**Data for processing:**
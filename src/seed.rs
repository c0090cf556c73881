//! Idempotent catalog seeding
//!
//! Inserts a fixed catalog of categories and products on first run. A store
//! that already contains categories is left untouched, so re-running the tool
//! never duplicates data.

use std::collections::HashMap;

use crate::model::NewProduct;
use crate::storage::CatalogStore;
use crate::{Error, Result};

/// Category names inserted on first run, in display order
pub const CATEGORY_NAMES: [&str; 5] = [
    "Electronics",
    "Clothing",
    "Books",
    "Home & Garden",
    "Sports & Outdoors",
];

/// Product seed rows: (name, price, category name)
pub const PRODUCT_ROWS: [(&str, f64, &str); 17] = [
    ("Smartphone", 699.99, "Electronics"),
    ("Laptop", 1299.99, "Electronics"),
    ("Wireless Headphones", 149.99, "Electronics"),
    ("Smart TV", 599.99, "Electronics"),
    ("T-Shirt", 19.99, "Clothing"),
    ("Jeans", 59.99, "Clothing"),
    ("Running Shoes", 89.99, "Clothing"),
    ("Winter Jacket", 129.99, "Clothing"),
    ("Python Programming Book", 39.99, "Books"),
    ("Data Science Handbook", 49.99, "Books"),
    ("Science Fiction Novel", 14.99, "Books"),
    ("Garden Hose", 24.99, "Home & Garden"),
    ("Lawn Mower", 299.99, "Home & Garden"),
    ("Plant Pot Set", 34.99, "Home & Garden"),
    ("Basketball", 29.99, "Sports & Outdoors"),
    ("Camping Tent", 159.99, "Sports & Outdoors"),
    ("Yoga Mat", 24.99, "Sports & Outdoors"),
];

/// What a seeding pass did
#[derive(Debug, Clone, Copy, PartialEq, Eq)]
pub enum SeedOutcome {
    /// The store was empty and received the full seed catalog
    Seeded { categories: usize, products: usize },
    /// The store already held categories; nothing was written
    AlreadyPopulated { categories: usize },
}

/// Seed the catalog if (and only if) the store holds no categories.
///
/// Categories are committed as one batch before any product record is built:
/// product rows reference the generated ids returned by that batch. An
/// unknown category name in [`PRODUCT_ROWS`] is a [`Error::SeedIntegrity`]
/// bug, not a recoverable condition.
pub fn seed_if_empty(store: &mut CatalogStore) -> Result<SeedOutcome> {
    let existing = store.count_categories()?;
    if existing > 0 {
        tracing::info!(
            categories = existing,
            "catalog already seeded, using existing data"
        );
        return Ok(SeedOutcome::AlreadyPopulated {
            categories: existing,
        });
    }

    let categories = store.insert_categories(&CATEGORY_NAMES)?;
    tracing::info!(count = categories.len(), "inserted categories");

    let id_by_name: HashMap<&str, i64> = categories
        .iter()
        .map(|c| (c.name.as_str(), c.id))
        .collect();

    let mut products = Vec::with_capacity(PRODUCT_ROWS.len());
    for (name, price, category_name) in PRODUCT_ROWS {
        let category_id = *id_by_name.get(category_name).ok_or_else(|| {
            Error::SeedIntegrity(format!(
                "product '{name}' references unknown category '{category_name}'"
            ))
        })?;
        products.push(NewProduct::new(name, price, category_id));
    }

    let inserted = store.insert_products(&products)?;
    tracing::info!(count = inserted, "inserted products");

    Ok(SeedOutcome::Seeded {
        categories: categories.len(),
        products: inserted,
    })
}
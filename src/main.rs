//! Catalog Forge CLI - open, seed-if-empty, report

use std::path::PathBuf;

use anyhow::Context;
use catalog_forge::report::Reporter;
use catalog_forge::seed::{self, SeedOutcome};
use catalog_forge::storage::CatalogStore;
use clap::Parser;
use tracing_subscriber::{EnvFilter, fmt, prelude::*};

#[derive(Parser)]
#[command(name = "catalog-forge")]
#[command(version)]
#[command(about = "Provision a SQLite product catalog, seed it once, and report on it")]
#[command(long_about = r#"
Catalog Forge runs one batch cycle against a SQLite catalog database:
  1. Open (creating if absent) the database and apply the schema
  2. Seed the fixed catalog, unless the store already holds data
  3. Print a formatted report: categories, per-category listings with
     totals, overall statistics, and a joined product/category listing

The report goes to stdout; diagnostics go to stderr.
"#)]
struct Cli {
    /// Path to the catalog database file
    #[arg(short, long, default_value = "catalog_forge.db")]
    database: PathBuf,

    /// Enable verbose logging
    #[arg(short, long)]
    verbose: bool,
}

fn main() -> anyhow::Result<()> {
    let cli = Cli::parse();

    // Logs go to stderr; stdout carries only the report body
    let filter = if cli.verbose {
        EnvFilter::new("debug")
    } else {
        EnvFilter::new("info")
    };

    tracing_subscriber::registry()
        .with(fmt::layer().with_writer(std::io::stderr))
        .with(filter)
        .init();

    tracing::info!(database = %cli.database.display(), "opening catalog store");
    let mut store = CatalogStore::open(&cli.database)
        .with_context(|| format!("failed to open catalog store at {}", cli.database.display()))?;

    // If seeding fails, the report phase never runs against a half-seeded store
    match seed::seed_if_empty(&mut store).context("seeding failed")? {
        SeedOutcome::Seeded {
            categories,
            products,
        } => {
            tracing::info!(categories, products, "seeded catalog");
        }
        SeedOutcome::AlreadyPopulated { categories } => {
            tracing::debug!(categories, "seed skipped");
        }
    }

    let reporter = Reporter::new(&store);
    reporter
        .print_report()
        .context("report generation failed")?;

    store.close().context("failed to close catalog store")?;
    tracing::info!("catalog run complete");

    Ok(())
}
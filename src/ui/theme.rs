use std::sync::OnceLock;

use owo_colors::Style;

static THEME: OnceLock<Theme> = OnceLock::new();

#[derive(Debug, Clone)]
pub struct Theme {
    pub header: Style,
    pub success: Style,
    pub info: Style,
    pub dim: Style,
}

impl Theme {
    pub fn detect() -> Self {
        if !console::Term::stdout().is_term() {
            return Self::plain();
        }
        Self::colored()
    }

    pub fn colored() -> Self {
        Self {
            header: Style::new().cyan().bold(),
            success: Style::new().green().bold(),
            info: Style::new().magenta(),
            dim: Style::new().white().dimmed(),
        }
    }

    pub fn plain() -> Self {
        Self {
            header: Style::new(),
            success: Style::new(),
            info: Style::new(),
            dim: Style::new(),
        }
    }
}

pub fn theme() -> &'static Theme {
    THEME.get_or_init(Theme::detect)
}
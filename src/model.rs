//! Catalog value records
//!
//! Plain records passed between the seeder/reporter and the store. Ids are
//! always assigned by the store and carried back out of insert operations;
//! nothing here pre-computes them.

/// A named grouping of products
#[derive(Debug, Clone, PartialEq)]
pub struct Category {
    pub id: i64,
    pub name: String,
}

/// A sellable item with a name, price, and owning category
#[derive(Debug, Clone, PartialEq)]
pub struct Product {
    pub id: i64,
    pub name: String,
    pub price: f64,
    pub category_id: i64,
}

/// A product awaiting insertion (id will be set by the store)
#[derive(Debug, Clone, PartialEq)]
pub struct NewProduct {
    pub name: String,
    pub price: f64,
    pub category_id: i64,
}

impl NewProduct {
    pub fn new(name: &str, price: f64, category_id: i64) -> Self {
        Self {
            name: name.to_string(),
            price,
            category_id,
        }
    }
}
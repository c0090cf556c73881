//! Storage Layer - SQLite-backed persistence
//!
//! System of record is SQLite with tables:
//! - categories(id, name)
//! - products(id, name, price, category_id)
//!
//! products.category_id carries a foreign key to categories.id, enforced by
//! the store (`PRAGMA foreign_keys = ON`).

pub mod schema;
pub mod sqlite;

pub use sqlite::CatalogStore;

**What you are asked to do:** Copy out every line of the listing where the word "unknown" occurs.

**Response box:**
/// unknown category name in [`PRODUCT_ROWS`] is a [`Error::SeedIntegrity`]
                "product '{name}' references unknown category '{category_name}'"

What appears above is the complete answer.